Obviously this fails for $# > 9. So you need some form of shift,
preferably forking and execing as few processes as possible (nice to
avoid expr). You'd also like to preserve the current args. So try
this:

args="$@" # get arglist
argno=$# # and number of current args
export args argno
last=`set -- spacer $args # set as args - add spacer to eliminate expr
shift $argno # shift over
echo $1`

This works if args contains no args with embedded whitespace - if that
is a possibility, then expr must be used.

args="$@"
export args argno
last=` set -- spacer $args

shift \`expr $# - 1\`

echo $1`
echo $last

But this also fails if last arg may contain whitespace. Oh well!

--
Dan Mercer
NCR Network Products Division - Network Integration Services
Reply-To: mer...@npdiss1.StPaul.NCR.COM (Dan Mercer)
"MAN - the only one word oxymoron in the English Language"

Martin Weitzel

unread,

Jan 2, 1991, 5:37:29 AM1/2/91

to

In article <1990Dec27....@onion.pdx.com> je...@onion.pdx.com (Jeff Beadles) writes:

>In <18...@shlump.nac.dec.com> lan_...@netrix.nac.dec.com writes:
>>The problem is that I can't figure out any Bourne-shell expression that
>>gives the last argument.
>...
>>Any ideas?
>
>Well, there's nothing that I am aware of in /bin/sh that will ALWAYS allow
>this to work. The problem is that if you have more than 9 arguements, you
>have to shift them off to get to what you want.
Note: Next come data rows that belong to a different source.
//! Record storage
//!
//! [`RecordStore`] is the seam between the HTTP handlers and the database.
//! Each method issues exactly one statement built from a [`ResourceSchema`];
//! constraint enforcement stays with the store and comes back as a
//! classified [`StoreError`].

mod error;
#[cfg(test)]
pub mod memory;
pub mod postgres;
pub mod sql;

pub use error::{StoreError, StoreErrorKind, StoreOperation};
pub use postgres::PgStore;

use async_trait::async_trait;
use chrono::NaiveDate;
use serde_json::Value;
use std::fmt;

use crate::schema::{FieldSpec, ResourceSchema};

/// A normalized field value
#[derive(Debug, Clone, PartialEq, Eq)]
pub enum FieldValue {
    Text(String),
    Integer(i64),
    Date(NaiveDate),
    /// Absent optional value, stored as SQL NULL
    Null,
}

impl FieldValue {
    pub fn is_null(&self) -> bool {
        matches!(self, Self::Null)
    }

    pub fn to_json(&self) -> Value {
        match self {
            Self::Text(s) => Value::String(s.clone()),
            Self::Integer(n) => Value::from(*n),
            Self::Date(d) => Value::String(d.format("%Y-%m-%d").to_string()),
            Self::Null => Value::Null,
        }
    }
}

impl fmt::Display for FieldValue {
    fn fmt(&self, f: &mut fmt::Formatter<'_>) -> fmt::Result {
        match self {
            Self::Text(s) => f.write_str(s),
            Self::Integer(n) => write!(f, "{n}"),
            Self::Date(d) => write!(f, "{}", d.format("%Y-%m-%d")),
            Self::Null => Ok(()),
        }
    }
}

/// A validated row: one value per schema field, in declaration order
#[derive(Debug, Clone, PartialEq, Eq)]
pub struct Record {
    pub schema: &'static ResourceSchema,
    pub values: Vec<FieldValue>,
}

impl Record {
    pub fn get(&self, name: &str) -> Option<&FieldValue> {
        self.schema.position(name).and_then(|i| self.values.get(i))
    }

    /// Values paired with their fields
    pub fn fields(&self) -> impl Iterator<Item = (&'static FieldSpec, &FieldValue)> + '_ {
        let fields: &'static [FieldSpec] = self.schema.fields;
        fields.iter().zip(self.values.iter())
    }

    /// The primary key rendered as text
    pub fn key(&self) -> String {
        self.get(self.schema.primary_key().name)
            .map(ToString::to_string)
            .unwrap_or_default()
    }

    /// Text for a field, empty when absent
    pub fn display(&self, name: &str) -> String {
        self.get(name).map(ToString::to_string).unwrap_or_default()
    }
}

/// Storage operations shared by every resource
#[async_trait]
pub trait RecordStore: Send + Sync {
    /// All rows of a resource as JSON objects, join-enriched and ordered
    async fn list(&self, schema: &'static ResourceSchema) -> Result<Vec<Value>, StoreError>;

    /// Insert a new row
    async fn insert(&self, record: &Record) -> Result<(), StoreError>;

    /// Replace every non-key column of the row keyed by the record's primary key;
    /// returns the number of rows affected
    async fn replace(&self, record: &Record) -> Result<u64, StoreError>;

    /// Delete the row with this primary key; returns the number of rows affected
    async fn delete(&self, schema: &'static ResourceSchema, id: &str) -> Result<u64, StoreError>;

    /// Confirm the store answers a trivial query
    async fn ping(&self) -> Result<(), StoreError>;

    /// Release all connections; later calls fail
    async fn close(&self);
}
//! Structured logging

use tracing_subscriber::EnvFilter;

use crate::config::Config;

/// Install a JSON `tracing` subscriber filtered by `service.log_level`
///
/// An unparseable level falls back to `info`. Installing twice is harmless:
/// the second call leaves the first subscriber in place.
pub fn init_tracing(config: &Config) {
    let filter = EnvFilter::try_new(&config.service.log_level).unwrap_or_else(|_| EnvFilter::new("info"));

    let installed = tracing_subscriber::fmt()
        .json()
        .with_env_filter(filter)
        .try_init()
        .is_ok();

    if installed {
        tracing::info!(
            service = %config.service.name,
            environment = %config.service.environment,
            "Tracing initialized"
        );
    }
}
//! Request tracking middleware
//!
//! Every request gets an `x-request-id` (kept if the client sent one) that
//! is echoed on the response and recorded on the trace span.

use http::{HeaderName, HeaderValue, Request};
use tower_http::request_id::{
    MakeRequestId, PropagateRequestIdLayer, RequestId, SetRequestIdLayer,
};

/// Request ID header name
pub const REQUEST_ID_HEADER: &str = "x-request-id";

/// Generates `req_`-prefixed, time-sortable request IDs (UUIDv7)
#[derive(Debug, Clone, Copy, Default)]
pub struct MakeTimeOrderedRequestId;

impl MakeRequestId for MakeTimeOrderedRequestId {
    fn make_request_id<B>(&mut self, _request: &Request<B>) -> Option<RequestId> {
        let id = format!("req_{}", uuid::Uuid::now_v7().simple());
        HeaderValue::from_str(&id).ok().map(RequestId::new)
    }
}

/// Create a request ID layer that assigns an ID to requests lacking one
pub fn request_id_layer() -> SetRequestIdLayer<MakeTimeOrderedRequestId> {
    SetRequestIdLayer::new(
        HeaderName::from_static(REQUEST_ID_HEADER),
        MakeTimeOrderedRequestId,
    )
}

/// Create a request ID propagation layer
pub fn request_id_propagation_layer() -> PropagateRequestIdLayer {
    PropagateRequestIdLayer::new(HeaderName::from_static(REQUEST_ID_HEADER))
}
Not really. I have waited some time, but as Chris Torek seems to be in
vacation I'll bite the bullet this time :-) [%].

What ALLWAYS works in the Bourne-Shell is this:

for last do :; done

Explanation: The for loop loops over all arguments of the current procedure,
if you leave out the `in'-clause. Every argument is put into the variable
you name after `for'. This leaves the last argument in last when the loop is
through.

You can also access the second last (third last, etc) argument if you
extend this trick a little:

for i
do
last3=$last2
last2=$last
last=$i
done

And please DON'T use `for i in $*' instead of leaving the `in'-clause out!
It's not the same - despite some UNIX books claim so!! (For the nit-pickers:
`for i' is the same as `for i in ${1+"$@"}' i.e. you will never run into
problems if there are no arguments or some arguments have embedded blanks.)

%: Shouldn't this be in the FAQ-list or is it? (I've no recent copy available)
--
Martin Weitzel, email: mar...@mwtech.UUCP, voice: 49-(0)6151-6 56 83

Chet Ramey

unread,

Jan 2, 1991, 12:41:57 PM1/2/91

to

>>In fact, they need to be BSD bourne shell
>>scripts rather that ATT Bourne shell scripts. The difference is probably
>>significant here, because of the differences in the way these two Bourne
>
> As an aside, could you explain this comment? I have had minimal contact
> with BSD, but my experience does not seem to support this statement.

The BSD /bin/sh is the one from v7, with minimal changes for the 4.2 BSD
signal semantics (restarted system calls, etc.) and # as a comment
character. The AT&T /bin/sh changed drastically beginning with System V.2,
and further changes appeared in System V.3.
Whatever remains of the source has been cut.